Nach dem zuvor Gesagten brauchte auf die weitere, von den Vorinstanzen nicht erörterte Frage nicht eingegangen zu werden, ob die Antragsgegnerin, wie Amtsgericht und Beschwerdegericht übereinstimmend angenommen haben, Hoferbin kraft Gesetzes nach § 5 Nr. 2 HöfeO geworden ist oder ob dem etwa das Testament des Erblassers vom 4. April 1938 entgegensteht, durch das er seiner Witwe den Nießbrauch und die Verwaltung des Hofes auf Lebenszeit zugewendet, also eine damals zulässige Anordnung nach § 11 EHRV getroffen hat, die nach § 50 Abs. 5 Satz 2 EHFV unter der Geltung des Reichserbhofrechts im Zweifel nicht als Bestimmung des Ehegatten zum Anerben anzusehen war.
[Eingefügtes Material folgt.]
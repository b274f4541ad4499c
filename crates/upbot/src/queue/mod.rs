//! Durable, at-least-once job queue with consumer-group semantics.
//!
//! A queue is a set of append-only partitions. Every partition has one
//! consumer group whose pending entries list (PEL) tracks which consumer holds
//! which message, when it was last delivered and how many times. A message is
//! done only once it is acked; anything left unacked becomes claimable by any
//! consumer after an idle threshold.

pub mod memory;
pub mod redis;
pub mod scripts;
pub mod wire;

use std::fmt;
use std::time::Duration;

use async_trait::async_trait;
use serde::{Deserialize, Serialize};

use crate::error::QueueError;
use crate::model::{Job, RegionCatalog};

pub use memory::MemoryBroker;
pub use self::redis::{ReconnectPolicy, RedisBroker};

pub const DEFAULT_CONSUMER_GROUP: &str = "monitoring";
pub const DEFAULT_MAX_DELIVERIES: u64 = 5;
pub const DEFAULT_DEAD_LETTER_MAX_LEN: usize = 10_000;

const KEY_PREFIX: &str = "upbot";

/// Dead-letter reason for payloads that fail to decode.
pub const REASON_MALFORMED: &str = "malformed";
/// Dead-letter reason for entries that ran out of delivery attempts.
pub const REASON_MAX_DELIVERIES: &str = "max_deliveries_exceeded";

/// One append-only log, identified by its storage key.
#[derive(Debug, Clone, PartialEq, Eq, Hash, PartialOrd, Ord, Serialize, Deserialize)]
pub struct Partition(String);

impl Partition {
    pub fn shared() -> Self {
        Self(format!("{KEY_PREFIX}:jobs"))
    }

    pub fn region(code: &str) -> Self {
        Self(format!("{KEY_PREFIX}:region:{}", code.to_ascii_lowercase()))
    }

    pub fn from_key(key: impl Into<String>) -> Self {
        Self(key.into())
    }

    pub fn key(&self) -> &str {
        &self.0
    }

    pub fn dead_letter_key(&self) -> String {
        format!("{}:dead", self.0)
    }
}

impl fmt::Display for Partition {
    fn fmt(&self, f: &mut fmt::Formatter<'_>) -> fmt::Result {
        f.write_str(&self.0)
    }
}

/// How jobs are spread over partitions.
#[derive(Debug, Clone, Copy, Default, PartialEq, Eq, Serialize, Deserialize)]
#[serde(rename_all = "kebab-case")]
pub enum PartitionStrategy {
    /// Every job goes to one shared partition and carries all its regions.
    #[default]
    Shared,
    /// A job is split per region and each piece goes to that region's partition.
    PerRegion,
}

impl PartitionStrategy {
    pub fn parse(value: &str) -> Option<Self> {
        match value.trim().to_ascii_lowercase().as_str() {
            "shared" => Some(Self::Shared),
            "per-region" | "per_region" | "region" => Some(Self::PerRegion),
            _ => None,
        }
    }

    pub fn as_str(&self) -> &'static str {
        match self {
            Self::Shared => "shared",
            Self::PerRegion => "per-region",
        }
    }

    pub fn route(&self, job: Job) -> Vec<RoutedJob> {
        match self {
            Self::Shared => vec![RoutedJob { partition: Partition::shared(), job }],
            Self::PerRegion => job
                .regions
                .iter()
                .map(|region| RoutedJob {
                    partition: Partition::region(&region.code),
                    job: Job { regions: vec![region.clone()], ..job.clone() },
                })
                .collect(),
        }
    }

    /// Every partition a job could be routed to under this strategy.
    pub fn partitions(&self, catalog: &RegionCatalog) -> Vec<Partition> {
        match self {
            Self::Shared => vec![Partition::shared()],
            Self::PerRegion => catalog.regions().iter().map(|r| Partition::region(&r.code)).collect(),
        }
    }
}

impl fmt::Display for PartitionStrategy {
    fn fmt(&self, f: &mut fmt::Formatter<'_>) -> fmt::Result {
        f.write_str(self.as_str())
    }
}

/// A job together with the partition it is appended to.
#[derive(Debug, Clone, PartialEq, Eq)]
pub struct RoutedJob {
    pub partition: Partition,
    pub job: Job,
}

/// A delivered message.
#[derive(Debug, Clone, PartialEq, Eq)]
pub struct QueueMessage {
    pub id: String,
    pub partition: Partition,
    pub job: Job,
    /// Number of times the message has been handed to a consumer, this
    /// delivery included.
    pub deliveries: u64,
}

/// Where a message sits in its lifecycle.
#[derive(Debug, Clone, PartialEq, Eq)]
pub enum DeliveryState {
    PendingDelivery,
    DeliveredUnacked { consumer: String, deliveries: u64 },
    Acknowledged,
}

/// An entry moved aside because it could not be processed.
#[derive(Debug, Clone, PartialEq, Eq)]
pub struct DeadLetter {
    pub source_id: String,
    pub reason: String,
    pub deliveries: u64,
    pub fields: Vec<(String, String)>,
}

impl DeadLetter {
    /// Original fields followed by the dead-letter bookkeeping fields.
    pub fn to_fields(&self) -> Vec<(String, String)> {
        let mut fields = self.fields.clone();
        fields.push(("dead_reason".to_string(), self.reason.clone()));
        fields.push(("source_id".to_string(), self.source_id.clone()));
        fields.push(("deliveries".to_string(), self.deliveries.to_string()));
        fields
    }
}

#[derive(Debug, Clone, Copy, Default, PartialEq, Eq)]
pub struct QueueStats {
    pub length: u64,
    pub pending: u64,
    pub dead_lettered: u64,
}

#[derive(Debug, Clone, PartialEq, Eq)]
pub struct QueueOptions {
    pub group: String,
    /// Stale entries already delivered this many times are dead-lettered
    /// instead of claimed.
    pub max_deliveries: u64,
    /// Approximate cap on the dead-letter stream; oldest letters are trimmed.
    pub dead_letter_max_len: usize,
}

impl Default for QueueOptions {
    fn default() -> Self {
        Self {
            group: DEFAULT_CONSUMER_GROUP.to_string(),
            max_deliveries: DEFAULT_MAX_DELIVERIES,
            dead_letter_max_len: DEFAULT_DEAD_LETTER_MAX_LEN,
        }
    }
}

#[async_trait]
pub trait JobQueue: Send + Sync {
    /// Create the consumer group (and the partition) if missing. An existing
    /// group is not an error.
    async fn ensure_group(&self, partition: &Partition) -> Result<(), QueueError>;

    /// Append all jobs in one batch write. Returns the number appended.
    async fn enqueue_bulk(&self, jobs: &[RoutedJob]) -> Result<usize, QueueError>;

    /// Deliver up to `max_count` never-delivered messages to `consumer`,
    /// waiting up to `block` for the first one.
    async fn read_next(
        &self,
        partition: &Partition,
        consumer: &str,
        max_count: usize,
        block: Duration,
    ) -> Result<Vec<QueueMessage>, QueueError>;

    /// Transfer up to `max_count` entries idle for at least `idle` to
    /// `consumer`. Entries out of delivery attempts or with undecodable
    /// payloads are dead-lettered and acked instead of returned.
    async fn claim_stale(
        &self,
        partition: &Partition,
        consumer: &str,
        idle: Duration,
        max_count: usize,
    ) -> Result<Vec<QueueMessage>, QueueError>;

    /// Mark messages done and drop them from the partition. Returns how many
    /// were still pending.
    async fn ack(&self, partition: &Partition, ids: &[String]) -> Result<u64, QueueError>;

    async fn stats(&self, partition: &Partition) -> Result<QueueStats, QueueError>;
}

#[cfg(test)]
mod tests {
    use super::*;
    use crate::model::{Job, Region};

    fn job() -> Job {
        Job {
            endpoint_id: "e1".into(),
            url: "https://example.com".into(),
            owner_id: "o1".into(),
            regions: vec![Region::new("r1", "SFO", "San Francisco"), Region::new("r2", "NYC", "New York")],
            timeout_ms: 10_000,
            scheduled_at_ms: 0,
        }
    }

    #[test]
    fn shared_routing_keeps_job_whole() {
        let routed = PartitionStrategy::Shared.route(job());
        assert_eq!(routed.len(), 1);
        assert_eq!(routed[0].partition.key(), "upbot:jobs");
        assert_eq!(routed[0].job.regions.len(), 2);
    }

    #[test]
    fn per_region_routing_splits_job() {
        let routed = PartitionStrategy::PerRegion.route(job());
        let keys: Vec<_> = routed.iter().map(|r| r.partition.key().to_string()).collect();
        assert_eq!(keys, vec!["upbot:region:sfo", "upbot:region:nyc"]);
        assert!(routed.iter().all(|r| r.job.regions.len() == 1 && r.job.endpoint_id == "e1"));
    }

    #[test]
    fn strategy_parsing() {
        assert_eq!(PartitionStrategy::parse("Per-Region"), Some(PartitionStrategy::PerRegion));
        assert_eq!(PartitionStrategy::parse("shared"), Some(PartitionStrategy::Shared));
        assert_eq!(PartitionStrategy::parse("sharded"), None);
    }

    #[test]
    fn dead_letter_fields_extend_original() {
        let dead = DeadLetter {
            source_id: "1-0".into(),
            reason: REASON_MALFORMED.into(),
            deliveries: 1,
            fields: vec![("v".into(), "9".into())],
        };
        let fields = dead.to_fields();
        assert_eq!(fields[0], ("v".to_string(), "9".to_string()));
        assert!(fields.contains(&("source_id".to_string(), "1-0".to_string())));
        assert_eq!(Partition::shared().dead_letter_key(), "upbot:jobs:dead");
    }
}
Falls einer der Beteiligten nunmehr die Erteilung eines neuen Hoffolgezeugnisses oder die Feststellung beantragen sollte, wer Hoferbe nach Christian L. geworden ist, wird die Frage praktisch werden, welche Bedeutung dem Testament vom 4. April 1938 nach Höferecht zukommt, ob insbesondere seine Gültigkeit zu bejahen, in ihm ein Ausschluss der Antragsgegnerin von der gesetzlichen Erbfolge zu finden ist oder ob es etwa in eine Erbeinsetzung der Ehefrau umgedeutet werden kann.

19

Nach alledem waren der angefochtene Beschluss sowie der Beschluss des Amtsgerichts in Goslar vom 24. Juli 1952 aufzuheben und das Amtsgericht anzuweisen, den am 7. März 1949 nach Christian L. erteilten Erbschein nebst Hoffolgezeugnis als unrichtig einzuziehen.

20

Die Kostenentscheidung beruht auf den §§ 42, 43, 50 LVO. Zu einer Anordnung auf Grund des § 51 LVO über die Erstattung der dem Antragsteller ausserhalb des Rechtsbeschwerdeverfahrens entstandenen Kosten bestand kein Anlass.